Book Review: A Pattern Language

Green building people… if you are designing/building or buying a house, I cannot emphasize enough the importance of this book — A Pattern Language (1977, Christopher Alexander et al.). I also recommend it to those thinking deeply about education, Sudbury Valley School/Democratic Free Schools.

I have skimmed and skipped around, and I am sure there is much hooey to ignore (I certainly can’t speak to the CONSTRUCTION section), but there is MUCH to consider deeply and carefully. Fail to consider the points made at your own risk!!! Lots of food for thought. Don’t worry about the perhaps seemingly haphazard organization of the sections. Just enjoy the sections for themselves.

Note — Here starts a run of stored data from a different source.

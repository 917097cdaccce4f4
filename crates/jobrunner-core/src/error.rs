//! Error types shared across the engine.

use thiserror::Error;

#[derive(Debug, Error)]
pub enum Error {
    #[error("not found: {0}")]
    NotFound(String),

    #[error("invalid input: {0}")]
    InvalidInput(String),

    #[error("execution failed: {0}")]
    ExecutionFailed(String),

    #[error("internal error: {0}")]
    Internal(String),
}

pub type Result<T> = std::result::Result<T, Error>;
//! HTTP façade for the job runner.
//!
//! Provides the REST API (`routes`) and the outbound webhook emitter
//! (`webhook`) that fires once per job on terminal transition.

pub mod error;
pub mod routes;
pub mod state;
pub mod webhook;

pub use state::AppState;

And I am speaking from personal experience. When I ponder what makes one house or apartment I have lived in comfortable, I inevitably find a number of “patterns” which pretty clearly make sense of it. Here I list some of my favorite sections from the BUILDINGS major section, numbered as they are in the 1200 page book:

(76) House For A Small Family
(In this pattern I think he is wrong… the 2-part house is a typical ranch/rambler/split-level. It’s a question of age. When the kids are little, they love having their beds/room very near the parents.)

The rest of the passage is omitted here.